**Exercise requirements**. Copy the result of filtering the entries below for lines that include the string "contains".

Dataset entries:
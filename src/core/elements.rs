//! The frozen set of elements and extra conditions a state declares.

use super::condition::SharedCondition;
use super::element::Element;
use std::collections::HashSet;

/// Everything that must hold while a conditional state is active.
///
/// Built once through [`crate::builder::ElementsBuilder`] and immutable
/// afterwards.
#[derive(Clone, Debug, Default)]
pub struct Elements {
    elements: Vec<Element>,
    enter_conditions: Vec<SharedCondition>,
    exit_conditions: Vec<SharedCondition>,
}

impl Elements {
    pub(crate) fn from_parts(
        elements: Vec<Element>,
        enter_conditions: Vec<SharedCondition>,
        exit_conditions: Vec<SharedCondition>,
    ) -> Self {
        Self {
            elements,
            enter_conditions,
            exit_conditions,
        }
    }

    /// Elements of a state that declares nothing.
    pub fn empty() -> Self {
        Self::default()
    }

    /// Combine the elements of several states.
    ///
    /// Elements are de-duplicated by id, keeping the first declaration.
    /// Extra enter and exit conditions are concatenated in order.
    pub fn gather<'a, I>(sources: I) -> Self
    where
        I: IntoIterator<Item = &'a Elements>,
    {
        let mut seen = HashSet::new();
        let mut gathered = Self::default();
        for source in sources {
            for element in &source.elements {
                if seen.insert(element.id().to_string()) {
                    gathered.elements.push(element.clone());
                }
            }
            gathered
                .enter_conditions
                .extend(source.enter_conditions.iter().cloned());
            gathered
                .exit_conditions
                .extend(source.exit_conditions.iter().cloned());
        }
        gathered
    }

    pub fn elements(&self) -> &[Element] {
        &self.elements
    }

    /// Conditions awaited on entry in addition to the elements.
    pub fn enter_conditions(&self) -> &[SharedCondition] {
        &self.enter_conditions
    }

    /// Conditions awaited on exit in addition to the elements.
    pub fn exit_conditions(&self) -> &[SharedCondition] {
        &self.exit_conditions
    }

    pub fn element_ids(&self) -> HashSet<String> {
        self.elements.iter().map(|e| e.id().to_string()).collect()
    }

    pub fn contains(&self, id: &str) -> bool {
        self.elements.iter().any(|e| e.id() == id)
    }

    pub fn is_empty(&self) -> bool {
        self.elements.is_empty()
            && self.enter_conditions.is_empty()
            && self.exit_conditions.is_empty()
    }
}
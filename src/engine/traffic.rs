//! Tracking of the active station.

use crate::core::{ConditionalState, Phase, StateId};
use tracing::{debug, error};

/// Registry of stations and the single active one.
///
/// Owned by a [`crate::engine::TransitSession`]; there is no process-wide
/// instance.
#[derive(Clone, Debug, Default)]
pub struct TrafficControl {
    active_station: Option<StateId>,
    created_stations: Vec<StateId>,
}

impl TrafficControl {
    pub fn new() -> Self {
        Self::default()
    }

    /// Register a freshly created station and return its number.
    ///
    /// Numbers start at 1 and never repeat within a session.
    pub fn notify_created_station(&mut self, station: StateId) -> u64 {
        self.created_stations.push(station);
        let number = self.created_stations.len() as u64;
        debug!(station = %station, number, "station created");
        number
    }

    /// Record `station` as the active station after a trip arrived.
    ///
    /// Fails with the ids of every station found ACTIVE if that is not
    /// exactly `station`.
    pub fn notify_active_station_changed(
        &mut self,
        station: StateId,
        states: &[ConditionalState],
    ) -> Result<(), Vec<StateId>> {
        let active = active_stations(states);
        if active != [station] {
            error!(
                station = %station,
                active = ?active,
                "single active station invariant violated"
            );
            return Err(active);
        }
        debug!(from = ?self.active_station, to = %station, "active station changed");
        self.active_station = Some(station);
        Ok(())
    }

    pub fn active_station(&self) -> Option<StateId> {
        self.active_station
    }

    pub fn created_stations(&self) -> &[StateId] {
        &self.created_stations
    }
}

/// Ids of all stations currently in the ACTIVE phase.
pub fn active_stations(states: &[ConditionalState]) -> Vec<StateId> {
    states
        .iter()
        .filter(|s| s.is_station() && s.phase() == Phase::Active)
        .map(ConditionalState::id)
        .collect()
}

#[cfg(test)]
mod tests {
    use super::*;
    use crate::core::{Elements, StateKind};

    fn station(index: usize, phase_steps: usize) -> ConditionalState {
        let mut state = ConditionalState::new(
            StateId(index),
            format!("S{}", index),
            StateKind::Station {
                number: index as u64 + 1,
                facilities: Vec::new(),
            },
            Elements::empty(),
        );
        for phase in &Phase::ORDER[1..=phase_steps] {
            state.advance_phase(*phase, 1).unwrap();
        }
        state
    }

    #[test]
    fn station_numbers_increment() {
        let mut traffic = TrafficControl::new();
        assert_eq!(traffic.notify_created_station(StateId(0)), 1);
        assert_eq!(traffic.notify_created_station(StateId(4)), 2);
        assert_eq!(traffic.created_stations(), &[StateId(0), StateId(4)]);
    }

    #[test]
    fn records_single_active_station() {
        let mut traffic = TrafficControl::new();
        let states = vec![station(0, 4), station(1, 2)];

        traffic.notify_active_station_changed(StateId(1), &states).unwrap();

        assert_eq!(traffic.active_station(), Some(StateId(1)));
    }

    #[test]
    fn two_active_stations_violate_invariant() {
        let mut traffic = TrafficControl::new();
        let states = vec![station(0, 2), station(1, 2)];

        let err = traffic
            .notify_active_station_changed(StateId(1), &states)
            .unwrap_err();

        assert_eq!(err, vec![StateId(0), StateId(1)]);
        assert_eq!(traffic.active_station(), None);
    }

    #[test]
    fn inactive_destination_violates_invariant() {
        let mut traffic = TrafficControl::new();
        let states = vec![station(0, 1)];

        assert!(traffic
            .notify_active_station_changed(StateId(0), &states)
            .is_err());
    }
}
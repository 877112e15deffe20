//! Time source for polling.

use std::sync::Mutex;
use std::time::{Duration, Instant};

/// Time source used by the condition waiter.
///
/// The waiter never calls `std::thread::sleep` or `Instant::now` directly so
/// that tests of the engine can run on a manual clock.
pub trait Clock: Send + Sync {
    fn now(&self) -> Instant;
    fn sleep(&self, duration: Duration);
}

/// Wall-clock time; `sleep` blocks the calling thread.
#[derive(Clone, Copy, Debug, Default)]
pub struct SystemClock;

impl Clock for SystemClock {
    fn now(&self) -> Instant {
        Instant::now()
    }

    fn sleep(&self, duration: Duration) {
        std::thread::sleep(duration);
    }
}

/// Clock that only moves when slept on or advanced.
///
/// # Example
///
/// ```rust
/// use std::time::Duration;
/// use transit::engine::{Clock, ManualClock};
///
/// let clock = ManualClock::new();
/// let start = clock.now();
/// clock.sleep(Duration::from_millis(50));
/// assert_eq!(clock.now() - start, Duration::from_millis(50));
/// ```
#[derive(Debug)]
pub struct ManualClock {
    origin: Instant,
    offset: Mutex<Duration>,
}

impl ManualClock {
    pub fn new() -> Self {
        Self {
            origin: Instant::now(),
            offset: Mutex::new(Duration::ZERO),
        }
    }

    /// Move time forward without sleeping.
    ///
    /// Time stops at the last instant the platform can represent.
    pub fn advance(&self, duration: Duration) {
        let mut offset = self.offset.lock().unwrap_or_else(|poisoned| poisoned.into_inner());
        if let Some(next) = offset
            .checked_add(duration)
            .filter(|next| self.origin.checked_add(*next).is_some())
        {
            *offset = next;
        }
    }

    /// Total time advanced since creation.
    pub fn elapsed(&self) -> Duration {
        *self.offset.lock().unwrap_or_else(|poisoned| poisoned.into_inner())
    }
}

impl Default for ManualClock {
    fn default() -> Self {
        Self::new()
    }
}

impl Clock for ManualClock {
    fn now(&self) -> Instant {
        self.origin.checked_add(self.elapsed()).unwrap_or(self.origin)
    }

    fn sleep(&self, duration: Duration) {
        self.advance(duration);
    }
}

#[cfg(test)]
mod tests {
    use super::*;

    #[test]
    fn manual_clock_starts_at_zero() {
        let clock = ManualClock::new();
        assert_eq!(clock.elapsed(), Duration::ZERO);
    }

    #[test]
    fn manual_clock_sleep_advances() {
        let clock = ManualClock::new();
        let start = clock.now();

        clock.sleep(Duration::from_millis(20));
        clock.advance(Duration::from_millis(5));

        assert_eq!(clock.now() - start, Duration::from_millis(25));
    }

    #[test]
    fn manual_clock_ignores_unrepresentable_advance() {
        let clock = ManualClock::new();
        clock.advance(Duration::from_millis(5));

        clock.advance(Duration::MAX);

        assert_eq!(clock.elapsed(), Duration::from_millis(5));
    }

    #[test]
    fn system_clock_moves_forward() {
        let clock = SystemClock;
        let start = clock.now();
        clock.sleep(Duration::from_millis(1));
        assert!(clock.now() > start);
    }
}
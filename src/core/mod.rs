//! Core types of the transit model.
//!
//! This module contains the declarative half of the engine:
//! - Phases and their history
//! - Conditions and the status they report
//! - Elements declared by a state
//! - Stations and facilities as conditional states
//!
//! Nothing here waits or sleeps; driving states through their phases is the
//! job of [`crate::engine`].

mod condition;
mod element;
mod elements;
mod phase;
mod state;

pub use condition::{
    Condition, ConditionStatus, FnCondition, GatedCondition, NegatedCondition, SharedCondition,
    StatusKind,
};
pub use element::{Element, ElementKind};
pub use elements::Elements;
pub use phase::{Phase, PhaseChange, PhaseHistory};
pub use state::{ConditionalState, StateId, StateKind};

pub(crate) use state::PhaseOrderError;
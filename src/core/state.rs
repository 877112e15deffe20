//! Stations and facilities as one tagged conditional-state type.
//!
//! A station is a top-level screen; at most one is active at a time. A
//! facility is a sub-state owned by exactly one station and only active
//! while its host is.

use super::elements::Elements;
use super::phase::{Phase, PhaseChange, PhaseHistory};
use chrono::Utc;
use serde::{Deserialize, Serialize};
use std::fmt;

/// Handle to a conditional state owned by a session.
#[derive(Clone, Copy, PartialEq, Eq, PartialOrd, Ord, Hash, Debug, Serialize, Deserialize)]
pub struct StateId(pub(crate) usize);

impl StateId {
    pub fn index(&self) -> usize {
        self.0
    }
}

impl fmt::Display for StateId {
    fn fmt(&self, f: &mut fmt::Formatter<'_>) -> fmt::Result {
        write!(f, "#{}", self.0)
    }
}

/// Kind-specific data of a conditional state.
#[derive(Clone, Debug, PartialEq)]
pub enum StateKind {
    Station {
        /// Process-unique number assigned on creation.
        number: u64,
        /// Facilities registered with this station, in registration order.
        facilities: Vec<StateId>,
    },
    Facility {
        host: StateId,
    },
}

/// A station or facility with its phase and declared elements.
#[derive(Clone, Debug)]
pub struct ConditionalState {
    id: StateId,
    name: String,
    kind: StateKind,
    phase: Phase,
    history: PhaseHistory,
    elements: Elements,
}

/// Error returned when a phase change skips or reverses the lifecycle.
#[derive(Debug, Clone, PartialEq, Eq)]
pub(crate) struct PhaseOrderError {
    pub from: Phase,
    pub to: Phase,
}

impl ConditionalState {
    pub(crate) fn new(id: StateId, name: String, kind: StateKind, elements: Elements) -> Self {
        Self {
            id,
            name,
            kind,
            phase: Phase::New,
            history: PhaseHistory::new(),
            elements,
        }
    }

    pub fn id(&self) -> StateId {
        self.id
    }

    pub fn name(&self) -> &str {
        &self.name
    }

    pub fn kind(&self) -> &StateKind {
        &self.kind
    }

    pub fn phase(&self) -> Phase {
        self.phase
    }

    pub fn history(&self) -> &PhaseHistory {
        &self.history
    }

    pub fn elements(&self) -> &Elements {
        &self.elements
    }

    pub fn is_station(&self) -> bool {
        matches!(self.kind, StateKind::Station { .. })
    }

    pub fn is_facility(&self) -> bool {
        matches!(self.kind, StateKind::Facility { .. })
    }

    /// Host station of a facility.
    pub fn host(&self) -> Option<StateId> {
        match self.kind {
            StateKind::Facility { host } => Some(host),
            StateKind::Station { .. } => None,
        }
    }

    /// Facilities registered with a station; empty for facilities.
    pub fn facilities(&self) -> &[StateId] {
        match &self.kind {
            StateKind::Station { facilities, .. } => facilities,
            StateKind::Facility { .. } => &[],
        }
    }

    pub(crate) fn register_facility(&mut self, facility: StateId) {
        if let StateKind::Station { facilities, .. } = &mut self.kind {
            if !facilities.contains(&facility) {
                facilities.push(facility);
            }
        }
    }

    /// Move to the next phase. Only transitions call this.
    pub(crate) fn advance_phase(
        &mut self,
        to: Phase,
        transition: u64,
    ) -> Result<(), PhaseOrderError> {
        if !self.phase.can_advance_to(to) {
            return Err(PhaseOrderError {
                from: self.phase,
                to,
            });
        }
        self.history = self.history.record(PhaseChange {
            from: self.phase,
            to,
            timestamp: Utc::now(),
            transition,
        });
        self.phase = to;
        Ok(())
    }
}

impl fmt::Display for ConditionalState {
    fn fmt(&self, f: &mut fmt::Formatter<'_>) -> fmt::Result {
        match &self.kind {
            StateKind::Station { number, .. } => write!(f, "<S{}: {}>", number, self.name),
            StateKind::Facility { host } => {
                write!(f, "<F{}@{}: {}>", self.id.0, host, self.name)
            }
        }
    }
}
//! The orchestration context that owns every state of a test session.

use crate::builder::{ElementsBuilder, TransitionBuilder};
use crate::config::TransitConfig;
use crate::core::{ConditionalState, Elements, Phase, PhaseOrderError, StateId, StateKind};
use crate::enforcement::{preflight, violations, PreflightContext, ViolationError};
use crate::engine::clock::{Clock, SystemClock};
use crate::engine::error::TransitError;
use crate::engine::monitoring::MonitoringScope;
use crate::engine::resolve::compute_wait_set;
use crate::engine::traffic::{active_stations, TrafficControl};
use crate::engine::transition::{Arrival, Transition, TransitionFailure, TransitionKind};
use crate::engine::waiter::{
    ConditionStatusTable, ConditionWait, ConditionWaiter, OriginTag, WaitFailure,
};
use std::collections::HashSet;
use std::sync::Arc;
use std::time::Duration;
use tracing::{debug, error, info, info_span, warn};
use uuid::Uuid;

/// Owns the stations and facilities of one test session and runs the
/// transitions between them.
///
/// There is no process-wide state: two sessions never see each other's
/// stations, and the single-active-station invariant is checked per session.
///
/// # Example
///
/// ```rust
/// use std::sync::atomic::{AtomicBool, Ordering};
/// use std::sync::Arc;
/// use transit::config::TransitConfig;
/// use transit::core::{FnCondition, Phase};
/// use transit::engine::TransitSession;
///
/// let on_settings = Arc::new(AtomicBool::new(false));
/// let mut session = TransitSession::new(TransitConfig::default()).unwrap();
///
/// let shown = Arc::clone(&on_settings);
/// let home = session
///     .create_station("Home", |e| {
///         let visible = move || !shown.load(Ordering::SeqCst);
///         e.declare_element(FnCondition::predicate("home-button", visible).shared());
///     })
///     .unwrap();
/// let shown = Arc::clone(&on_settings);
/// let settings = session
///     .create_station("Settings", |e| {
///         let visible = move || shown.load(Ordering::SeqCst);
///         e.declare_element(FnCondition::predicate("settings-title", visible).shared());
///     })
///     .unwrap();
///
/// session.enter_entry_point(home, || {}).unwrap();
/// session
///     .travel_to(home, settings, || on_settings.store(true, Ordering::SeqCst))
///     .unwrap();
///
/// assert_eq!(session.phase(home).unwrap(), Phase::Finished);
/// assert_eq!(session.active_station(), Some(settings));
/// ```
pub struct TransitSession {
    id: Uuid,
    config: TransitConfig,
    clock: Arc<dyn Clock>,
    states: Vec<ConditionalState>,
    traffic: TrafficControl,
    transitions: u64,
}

**Written response**.
    pub fn contains(&self, id: &str) -> bool {
//! This module contains the declarative half of the engine:
            if !facilities.contains(&facility) {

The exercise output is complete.